一时兴起想到山里走走,挑了条位于市区的亲山步道。
路上有一对母子,你一言我一语地抢话说,很快明白是为了即将到来的升学推甄。母子俩各有各的盘算,母亲建议留在这座城市,儿子则想离家到远远的所在;最后儿子赌气说,你不用管我死活啦。母亲张口看似打算分辩什么,而终究只是低下头去算数自己的脚步,长长的沉默。
我超前这一双母子,径自往高处走。平日里花草树木都穿一身绿,花季到了才各自凸显,这个季节的这个山头则以台湾马醉木最为抢眼。台湾马醉木是本地特有的品种,全株有毒,即连马匹这种大型动物一旦误食都会昏迷,但是那一排排白色铃铛状小花长得实在无辜无邪。也有些花木不以花朵标榜自己,它们另出机杼,以花香取胜:鼻尖正有一缕缕熟稔的香气缭绕,香甜馥郁,为清新的空气带来一股隐含欢庆的愉悦感。我左张右望,果然很快寻到了桂树,这里一株那里一丛,枝腋间结团团簇簇芝麻大小,或是粟米大小的黄色花朵。不都说“春兰秋桂”吗,桂花总在秋天当令,现在可是二月天呢。
其实,莫说桂花品种中有月月桂、四季桂一年可以开花数回,就是植物书上载明花季在秋天的金桂、银桂、丹桂,于亚热带的台湾,一年里也有大半年飘香。
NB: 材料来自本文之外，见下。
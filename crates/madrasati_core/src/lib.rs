//! Core data service for the Madrasati school portal.
//! This crate owns the portal's records, credentials and visibility rules.

pub mod auth;
pub mod config;
pub mod db;
pub mod logging;
pub mod model;
pub mod repo;
pub mod service;
pub mod store;

pub use auth::{Account, PasswordHash, Role};
pub use config::{ConfigError, ConflictPolicy, NotFoundPolicy, PortalConfig};
pub use db::{DbError, DbResult};
pub use logging::{default_log_level, init_logging, init_logging_from_config, logging_status};
pub use model::book::Book;
pub use model::catalog::{GradeLevel, Period, Subject, Weekday};
pub use model::notification::{Notification, NotificationKind};
pub use model::parent::{parse_seat_numbers, Parent};
pub use model::schedule::{ScheduleDay, WeekSchedule};
pub use model::student::{ScoreBand, Student};
pub use model::teacher::Teacher;
pub use model::validation::ValidationError;
pub use repo::{RepoError, RepoResult};
pub use service::portal_service::SchoolPortal;
pub use service::targeting::Viewer;
pub use store::{Store, StoreError, Table};

/// Minimal health-check API for hosts probing the core.
pub fn ping() -> &'static str {
    "pong"
}

/// Returns the core crate version.
pub fn core_version() -> &'static str {
    env!("CARGO_PKG_VERSION")
}
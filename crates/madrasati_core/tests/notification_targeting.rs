use madrasati_core::db::open_db_in_memory;
use madrasati_core::{
    GradeLevel, Notification, NotificationKind, PortalConfig, RepoError, SchoolPortal, Store,
    ValidationError,
};

fn portal() -> SchoolPortal {
    let conn = open_db_in_memory().unwrap();
    SchoolPortal::new(Store::open(conn, &PortalConfig::default()))
}

fn ids(notifications: Vec<Notification>) -> Vec<String> {
    notifications
        .into_iter()
        .map(|notification| notification.id)
        .collect()
}

#[test]
fn listing_is_newest_first() {
    let mut portal = portal();
    assert_eq!(ids(portal.list_notifications().unwrap()), vec!["n3", "n2", "n1"]);

    let added = portal
        .add_notification(Notification::general("Holiday", "No school Sunday", "Administration"))
        .unwrap();
    assert_eq!(portal.list_notifications().unwrap()[0].id, added.id);
}

#[test]
fn parent_feed_follows_children_grades() {
    let mut portal = portal();

    // p1 has children in Grade 1 and Grade 2.
    assert_eq!(
        ids(portal.notifications_for_parent("p1").unwrap()),
        vec!["n3", "n2", "n1"]
    );
    // p3 has children in Grade 3 and Grade 4 only.
    assert_eq!(
        ids(portal.notifications_for_parent("p3").unwrap()),
        vec!["n3", "n1"]
    );
}

#[test]
fn parent_specific_reaches_only_its_parent() {
    let mut portal = portal();
    let private = portal
        .add_notification(Notification::for_parent(
            "p2",
            "Fee reminder",
            "Please settle the term fee",
            "Accounts",
        ))
        .unwrap();

    assert!(portal
        .notifications_for_parent("p2")
        .unwrap()
        .iter()
        .any(|notification| notification.id == private.id));
    assert!(portal
        .notifications_for_parent("p1")
        .unwrap()
        .iter()
        .all(|notification| notification.id != private.id));
    for grade in GradeLevel::ALL {
        assert!(portal
            .notifications_for_student_grade(grade)
            .unwrap()
            .iter()
            .all(|notification| notification.kind != NotificationKind::ParentSpecific));
    }
}

#[test]
fn student_grade_feed_matches_exact_grade() {
    let mut portal = portal();

    assert_eq!(
        ids(portal.notifications_for_student_grade(GradeLevel::First).unwrap()),
        vec!["n3", "n2", "n1"]
    );
    assert_eq!(
        ids(portal.notifications_for_student_grade(GradeLevel::Second).unwrap()),
        vec!["n3", "n1"]
    );
}

#[test]
fn homework_is_published_to_the_taught_grade() {
    let mut portal = portal();

    let homework = portal
        .post_homework("t2", GradeLevel::Third, "Reading", "Read pages 4 to 6")
        .unwrap();
    assert_eq!(homework.kind, NotificationKind::Homework);
    assert_eq!(homework.title, "Homework: Reading (Arabic)");
    assert_eq!(homework.sender, "Ms. Noura Al-Omari");
    assert_eq!(homework.target_id.as_deref(), Some("Grade 3"));

    let third = portal
        .notifications_for_student_grade(GradeLevel::Third)
        .unwrap();
    assert_eq!(third[0].id, homework.id);
    assert_eq!(portal.notifications_for_parent("p3").unwrap()[0].id, homework.id);
    assert!(portal
        .notifications_for_parent("p1")
        .unwrap()
        .iter()
        .all(|notification| notification.id != homework.id));
}

#[test]
fn homework_for_untaught_grade_or_unknown_teacher_is_rejected() {
    let mut portal = portal();
    let before = portal.list_notifications().unwrap().len();

    let err = portal
        .post_homework("t2", GradeLevel::Sixth, "Essay", "One page")
        .unwrap_err();
    assert!(matches!(
        err,
        RepoError::Validation(ValidationError::GradeNotTaught { .. })
    ));

    let err = portal
        .post_homework("ghost", GradeLevel::First, "Essay", "One page")
        .unwrap_err();
    assert!(matches!(err, RepoError::NotFound { entity: "teacher", .. }));

    assert_eq!(portal.list_notifications().unwrap().len(), before);
}

#[test]
fn blank_homework_is_rejected() {
    let mut portal = portal();
    let before = portal.list_notifications().unwrap().len();

    let err = portal
        .post_homework("t2", GradeLevel::Third, "  ", "Read pages 4 to 6")
        .unwrap_err();
    assert_eq!(err, RepoError::Validation(ValidationError::BlankField("title")));

    let err = portal
        .post_homework("t2", GradeLevel::Third, "Reading", "\n\t")
        .unwrap_err();
    assert_eq!(err, RepoError::Validation(ValidationError::BlankField("details")));

    assert_eq!(portal.list_notifications().unwrap().len(), before);
}

#[test]
fn mismatched_targets_are_never_stored() {
    let mut portal = portal();

    let mut general = Notification::general("Oops", "Targeted general", "Admin");
    general.target_id = Some("p1".to_string());
    let err = portal.add_notification(general).unwrap_err();
    assert!(matches!(
        err,
        RepoError::Validation(ValidationError::TargetMismatch {
            kind: NotificationKind::General,
            ..
        })
    ));

    let mut grade = Notification::for_grade(GradeLevel::First, "Oops", "No grade", "Admin");
    grade.target_id = Some("Grade 7".to_string());
    assert!(portal.add_notification(grade).is_err());

    assert_eq!(portal.list_notifications().unwrap().len(), 3);
}

#[test]
fn deleting_removes_only_that_notification() {
    let mut portal = portal();

    portal.delete_notification("n2").unwrap();
    assert_eq!(ids(portal.list_notifications().unwrap()), vec!["n3", "n1"]);
    assert_eq!(
        ids(portal.notifications_for_student_grade(GradeLevel::First).unwrap()),
        vec!["n3", "n1"]
    );
}
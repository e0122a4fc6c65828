//! Parent (guardian) record.
//!
//! Children are not stored here; they point back via `Student::parent_id`.

use super::validation::{require_text, ValidationError};
use super::{new_entity_id, EntityId};
use crate::auth::PasswordHash;
use serde::{Deserialize, Serialize};

#[derive(Debug, Clone, PartialEq, Eq, Serialize, Deserialize)]
pub struct Parent {
    pub id: EntityId,
    pub name: String,
    pub username: String,
    pub password: PasswordHash,
}

impl Parent {
    pub fn new(name: impl Into<String>, username: impl Into<String>, password: &str) -> Self {
        Self {
            id: new_entity_id(),
            name: name.into(),
            username: username.into(),
            password: PasswordHash::new(password),
        }
    }

    pub fn validate(&self) -> Result<(), ValidationError> {
        require_text("name", &self.name)?;
        require_text("username", &self.username)
    }
}

/// Splits the comma-separated child seat list collected at parent sign-up.
///
/// Blank entries are dropped and surrounding whitespace is trimmed.
pub fn parse_seat_numbers(raw: &str) -> Vec<String> {
    raw.split(',')
        .map(str::trim)
        .filter(|seat| !seat.is_empty())
        .map(str::to_string)
        .collect()
}
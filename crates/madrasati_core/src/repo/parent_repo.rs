//! Parent repository contract and store-backed implementation.
//!
//! Child linking lives in the student repository because the link is stored
//! on the student row.

use super::{RepoError, RepoResult};
use crate::model::parent::Parent;
use crate::store::{Store, Table};
use log::{debug, info};

pub trait ParentRepository {
    /// Appends a new parent; rejects a taken username.
    fn register_parent(&mut self, parent: Parent) -> RepoResult<Parent>;
    fn login_parent(&mut self, username: &str, password: &str) -> RepoResult<Option<Parent>>;
    fn get_parent(&mut self, id: &str) -> RepoResult<Option<Parent>>;
    fn list_parents(&mut self) -> RepoResult<Vec<Parent>>;
}

pub struct StoreParentRepository<'s> {
    store: &'s mut Store,
}

impl<'s> StoreParentRepository<'s> {
    pub fn new(store: &'s mut Store) -> Self {
        Self { store }
    }
}

impl ParentRepository for StoreParentRepository<'_> {
    fn register_parent(&mut self, parent: Parent) -> RepoResult<Parent> {
        parent.validate()?;
        self.store.refresh(Table::Parents);

        if self
            .store
            .parents()
            .iter()
            .any(|existing| existing.username == parent.username)
        {
            info!("event=parent_register module=repo status=rejected reason=duplicate_username");
            return Err(RepoError::DuplicateKey {
                entity: "parent",
                field: "username",
                key: parent.username,
            });
        }

        self.store.parents_mut().push(parent.clone());
        self.store.commit(Table::Parents)?;
        info!(
            "event=parent_register module=repo status=ok parent_id={}",
            parent.id
        );
        Ok(parent)
    }

    fn login_parent(&mut self, username: &str, password: &str) -> RepoResult<Option<Parent>> {
        self.store.refresh(Table::Parents);
        let found = self
            .store
            .parents()
            .iter()
            .find(|parent| parent.username == username && parent.password.verify(password))
            .cloned();
        debug!(
            "event=parent_login module=repo status={}",
            if found.is_some() { "ok" } else { "rejected" }
        );
        Ok(found)
    }

    fn get_parent(&mut self, id: &str) -> RepoResult<Option<Parent>> {
        self.store.refresh(Table::Parents);
        Ok(self
            .store
            .parents()
            .iter()
            .find(|parent| parent.id == id)
            .cloned())
    }

    fn list_parents(&mut self) -> RepoResult<Vec<Parent>> {
        self.store.refresh(Table::Parents);
        Ok(self.store.parents().to_vec())
    }
}
fn resolve_conflict<T: TableRows>(
    conn: &Connection,
    table: Table,
    cache: &mut TableCache<T>,
    policy: ConflictPolicy,
    body: &str,
) -> StoreResult<()> {
    let expected = cache.revision;
    if expected.is_some()
        && matches!(read_revision(conn, table), Ok(None))
        && recreate_row(conn, table, cache, body)
    {
        return Ok(());
    }
    match policy {
        ConflictPolicy::LastWriteWins => {
            let overwritten = conn.query_row(
                "INSERT INTO documents (table_name, body, revision)
                 VALUES (?1, ?2, 1)
                 ON CONFLICT(table_name) DO UPDATE SET
                    body = excluded.body,
                    revision = documents.revision + 1,
                    updated_at = (strftime('%s', 'now') * 1000)
                 RETURNING revision;",
                params![table.name(), body],
                |row| row.get::<_, i64>(0),
            );
            match overwritten {
                Ok(revision) => {
                    cache.revision = Some(revision);
                    warn!(
                        "event=store_commit module=store status=conflict_overwritten table={} expected_revision={} revision={}",
                        table,
                        display_revision(expected),
                        revision
                    );
                }
                Err(err) => {
                    error!(
                        "event=store_commit module=store status=error table={} error_code=overwrite_failed error={}",
                        table, err
                    );
                }
            }
            Ok(())
        }
        ConflictPolicy::RejectStale => {
            let actual = read_revision(conn, table).unwrap_or(None);
            refresh_cache(conn, table, cache);
            warn!(
                "event=store_commit module=store status=conflict_rejected table={} expected_revision={} actual_revision={}",
                table,
                display_revision(expected),
                display_revision(actual)
            );
            Err(StoreError::StaleSnapshot {
                table,
                expected_revision: expected,
                actual_revision: actual,
            })
        }
    }
}

/// Inserts the cache as a fresh row after the previous one was deleted.
///
/// No competing write is lost, so this applies under every conflict policy.
/// Returns `false` when another writer re-created the row first, leaving the
/// conflict to the policy.
fn recreate_row<T: TableRows>(
    conn: &Connection,
    table: Table,
    cache: &mut TableCache<T>,
    body: &str,
) -> bool {
    let inserted = conn.execute(
        "INSERT INTO documents (table_name, body, revision)
         VALUES (?1, ?2, 1)
         ON CONFLICT(table_name) DO NOTHING;",
        params![table.name(), body],
    );
    match inserted {
        Ok(0) => false,
        Ok(_) => {
            cache.revision = Some(1);
            warn!(
                "event=store_commit module=store status=row_recreated table={} revision=1",
                table
            );
            true
        }
        Err(err) => {
            cache.revision = None;
            error!(
                "event=store_commit module=store status=error table={} error_code=recreate_failed error={}",
                table, err
            );
            true
        }
    }
}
闻到桂花香,想到琦君的《桂花雨》。琦君说:“是它不但可以闻,还可以吃。”吃桂花的历史悠久,最初是入酒,屈原《楚辞》有“蕙肴蒸兮兰藉,奠桂酒兮椒浆”,是最早的文献记录;《桂花雨》里桂花入馔的方式,则有泡茶,做桂花卤,做糕饼或桂花栗子羹,皆取其香气用以提味。我还曾食清蒸桂花鱼,菜端上桌而一无桂香,正狐疑着,经人解释才知这里的“桂”字乃“鳜”字借用,衍生为桂花鱼,实为清蒸鳜鱼,与桂花并不相干。
琦君写收成桂花时落花纷纷好似落雨,那片景象宛如“金沙铺地,玻璃琉璃的西方极乐世界”,究其实,那是母爱之光映照的世界;编辑台上读到的朱天衣的《四季桂》,写的则是她的父亲,小说家朱西宁。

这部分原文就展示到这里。